Record set
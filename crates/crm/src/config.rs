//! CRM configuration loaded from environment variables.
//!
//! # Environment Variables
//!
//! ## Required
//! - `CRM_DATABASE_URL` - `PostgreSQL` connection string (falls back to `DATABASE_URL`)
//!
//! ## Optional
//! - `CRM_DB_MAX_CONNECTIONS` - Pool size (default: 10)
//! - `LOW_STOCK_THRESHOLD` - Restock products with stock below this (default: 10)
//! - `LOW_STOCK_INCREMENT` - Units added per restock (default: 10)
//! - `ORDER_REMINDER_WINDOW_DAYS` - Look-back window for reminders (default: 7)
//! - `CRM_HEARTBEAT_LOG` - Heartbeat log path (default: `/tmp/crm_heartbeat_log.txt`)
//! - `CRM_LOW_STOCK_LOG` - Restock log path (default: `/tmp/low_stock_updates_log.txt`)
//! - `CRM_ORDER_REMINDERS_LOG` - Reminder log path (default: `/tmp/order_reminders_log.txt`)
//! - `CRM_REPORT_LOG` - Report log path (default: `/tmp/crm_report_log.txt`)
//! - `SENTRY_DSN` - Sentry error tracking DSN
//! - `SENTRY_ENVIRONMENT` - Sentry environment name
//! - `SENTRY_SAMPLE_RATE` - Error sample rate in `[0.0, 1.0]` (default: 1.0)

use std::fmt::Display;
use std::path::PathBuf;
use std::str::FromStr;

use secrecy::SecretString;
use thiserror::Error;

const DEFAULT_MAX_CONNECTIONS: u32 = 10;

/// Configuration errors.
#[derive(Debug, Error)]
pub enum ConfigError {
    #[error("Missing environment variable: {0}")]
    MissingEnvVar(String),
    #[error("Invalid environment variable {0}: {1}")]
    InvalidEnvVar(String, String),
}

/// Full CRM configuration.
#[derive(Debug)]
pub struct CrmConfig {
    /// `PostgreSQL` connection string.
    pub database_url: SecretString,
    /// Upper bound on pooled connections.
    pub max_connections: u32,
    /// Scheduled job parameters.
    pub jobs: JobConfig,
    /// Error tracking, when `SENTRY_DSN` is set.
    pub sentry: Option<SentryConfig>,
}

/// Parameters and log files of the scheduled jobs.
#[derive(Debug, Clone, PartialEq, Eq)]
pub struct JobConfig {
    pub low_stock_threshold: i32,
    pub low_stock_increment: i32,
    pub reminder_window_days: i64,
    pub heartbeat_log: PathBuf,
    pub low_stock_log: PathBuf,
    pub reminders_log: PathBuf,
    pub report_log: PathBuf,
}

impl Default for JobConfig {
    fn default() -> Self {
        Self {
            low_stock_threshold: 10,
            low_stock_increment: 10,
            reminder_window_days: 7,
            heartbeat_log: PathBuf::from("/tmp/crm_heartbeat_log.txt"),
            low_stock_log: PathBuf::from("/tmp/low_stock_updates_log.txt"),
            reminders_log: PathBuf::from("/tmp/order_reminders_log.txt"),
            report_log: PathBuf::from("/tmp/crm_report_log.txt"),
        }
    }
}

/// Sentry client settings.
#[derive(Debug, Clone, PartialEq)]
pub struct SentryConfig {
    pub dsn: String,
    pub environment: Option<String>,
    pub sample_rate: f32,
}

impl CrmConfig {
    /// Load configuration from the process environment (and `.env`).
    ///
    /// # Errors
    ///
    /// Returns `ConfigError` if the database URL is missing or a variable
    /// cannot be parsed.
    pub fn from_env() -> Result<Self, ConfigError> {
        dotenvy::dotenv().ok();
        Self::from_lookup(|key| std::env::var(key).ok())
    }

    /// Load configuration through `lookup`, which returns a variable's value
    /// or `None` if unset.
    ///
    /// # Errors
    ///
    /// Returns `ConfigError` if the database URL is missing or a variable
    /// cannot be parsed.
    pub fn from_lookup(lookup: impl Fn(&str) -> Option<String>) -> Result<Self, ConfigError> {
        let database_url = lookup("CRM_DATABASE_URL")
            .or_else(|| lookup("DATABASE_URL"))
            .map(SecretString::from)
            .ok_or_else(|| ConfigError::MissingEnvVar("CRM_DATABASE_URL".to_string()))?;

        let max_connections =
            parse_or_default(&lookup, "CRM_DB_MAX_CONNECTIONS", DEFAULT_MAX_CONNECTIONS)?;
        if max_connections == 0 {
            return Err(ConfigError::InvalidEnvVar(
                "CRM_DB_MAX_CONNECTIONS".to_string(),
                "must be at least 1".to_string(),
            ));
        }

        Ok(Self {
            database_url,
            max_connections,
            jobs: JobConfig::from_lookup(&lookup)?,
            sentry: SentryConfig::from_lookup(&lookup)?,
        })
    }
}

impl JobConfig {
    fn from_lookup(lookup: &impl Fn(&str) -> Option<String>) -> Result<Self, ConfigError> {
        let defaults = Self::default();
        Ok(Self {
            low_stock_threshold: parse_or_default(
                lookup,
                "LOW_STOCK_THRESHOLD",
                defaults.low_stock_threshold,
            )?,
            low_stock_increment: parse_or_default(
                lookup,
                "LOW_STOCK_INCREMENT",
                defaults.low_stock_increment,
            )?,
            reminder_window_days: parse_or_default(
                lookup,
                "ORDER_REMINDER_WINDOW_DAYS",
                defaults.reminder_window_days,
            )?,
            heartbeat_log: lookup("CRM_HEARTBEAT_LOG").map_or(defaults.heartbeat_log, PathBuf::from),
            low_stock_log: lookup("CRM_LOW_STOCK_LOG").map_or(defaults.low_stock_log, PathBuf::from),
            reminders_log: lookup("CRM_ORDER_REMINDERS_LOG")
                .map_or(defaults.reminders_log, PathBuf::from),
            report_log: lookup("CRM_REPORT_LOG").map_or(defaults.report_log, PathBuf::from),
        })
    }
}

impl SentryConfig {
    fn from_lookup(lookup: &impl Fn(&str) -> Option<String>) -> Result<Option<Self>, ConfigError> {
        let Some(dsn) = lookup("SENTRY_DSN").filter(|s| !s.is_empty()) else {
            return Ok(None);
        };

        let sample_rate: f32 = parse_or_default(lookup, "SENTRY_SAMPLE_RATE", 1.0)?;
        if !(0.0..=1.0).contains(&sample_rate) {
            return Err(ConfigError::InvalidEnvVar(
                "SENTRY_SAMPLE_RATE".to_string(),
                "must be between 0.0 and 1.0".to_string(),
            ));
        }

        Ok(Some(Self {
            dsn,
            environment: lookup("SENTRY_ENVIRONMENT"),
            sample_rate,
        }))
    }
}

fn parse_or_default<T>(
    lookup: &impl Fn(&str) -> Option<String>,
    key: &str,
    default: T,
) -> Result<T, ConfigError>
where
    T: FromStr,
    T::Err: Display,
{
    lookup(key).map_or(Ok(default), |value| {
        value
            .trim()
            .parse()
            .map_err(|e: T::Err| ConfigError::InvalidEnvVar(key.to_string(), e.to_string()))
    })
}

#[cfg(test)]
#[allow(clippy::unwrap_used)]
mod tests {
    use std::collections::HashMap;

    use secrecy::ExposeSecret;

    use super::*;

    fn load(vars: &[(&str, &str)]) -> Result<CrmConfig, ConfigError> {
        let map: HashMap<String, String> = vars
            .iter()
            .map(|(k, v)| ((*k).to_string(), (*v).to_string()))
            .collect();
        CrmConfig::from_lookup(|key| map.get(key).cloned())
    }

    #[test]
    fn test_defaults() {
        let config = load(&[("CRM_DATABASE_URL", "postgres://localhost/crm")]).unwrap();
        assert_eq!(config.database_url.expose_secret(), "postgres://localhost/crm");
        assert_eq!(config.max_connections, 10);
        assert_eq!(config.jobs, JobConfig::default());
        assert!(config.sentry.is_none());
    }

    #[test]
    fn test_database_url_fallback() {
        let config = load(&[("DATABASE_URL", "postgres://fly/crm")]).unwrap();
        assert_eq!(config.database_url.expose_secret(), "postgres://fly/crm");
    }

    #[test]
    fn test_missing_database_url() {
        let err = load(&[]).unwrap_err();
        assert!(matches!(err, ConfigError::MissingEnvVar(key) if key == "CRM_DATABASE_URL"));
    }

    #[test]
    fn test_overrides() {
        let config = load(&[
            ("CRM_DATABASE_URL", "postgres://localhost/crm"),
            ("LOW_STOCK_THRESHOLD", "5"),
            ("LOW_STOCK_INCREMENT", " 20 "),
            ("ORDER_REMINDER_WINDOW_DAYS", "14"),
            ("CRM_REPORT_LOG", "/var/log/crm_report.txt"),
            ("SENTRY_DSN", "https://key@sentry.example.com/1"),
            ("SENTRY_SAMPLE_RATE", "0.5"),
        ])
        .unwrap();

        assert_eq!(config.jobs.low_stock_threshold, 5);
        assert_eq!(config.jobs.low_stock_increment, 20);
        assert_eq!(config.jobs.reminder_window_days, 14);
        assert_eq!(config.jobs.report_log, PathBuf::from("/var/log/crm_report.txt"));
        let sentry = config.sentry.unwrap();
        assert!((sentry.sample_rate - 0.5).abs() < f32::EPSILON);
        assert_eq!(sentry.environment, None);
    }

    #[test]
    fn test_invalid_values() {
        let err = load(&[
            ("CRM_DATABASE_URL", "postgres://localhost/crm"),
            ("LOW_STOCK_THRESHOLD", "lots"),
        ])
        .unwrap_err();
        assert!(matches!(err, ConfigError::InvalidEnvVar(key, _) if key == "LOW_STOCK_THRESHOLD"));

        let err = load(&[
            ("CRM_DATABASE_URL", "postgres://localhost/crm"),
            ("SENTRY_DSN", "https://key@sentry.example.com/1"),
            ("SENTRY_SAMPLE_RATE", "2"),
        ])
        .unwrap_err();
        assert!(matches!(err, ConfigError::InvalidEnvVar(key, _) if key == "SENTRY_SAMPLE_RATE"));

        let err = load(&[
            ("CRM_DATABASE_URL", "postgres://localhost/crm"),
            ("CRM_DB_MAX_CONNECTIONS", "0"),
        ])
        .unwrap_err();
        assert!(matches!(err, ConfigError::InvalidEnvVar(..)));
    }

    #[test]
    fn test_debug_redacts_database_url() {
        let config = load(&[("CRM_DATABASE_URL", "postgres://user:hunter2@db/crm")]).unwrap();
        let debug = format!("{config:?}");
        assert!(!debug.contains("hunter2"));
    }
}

Task objective
In the material above, how many lines include the string "Some"? State the number alone.

Exercise answer
2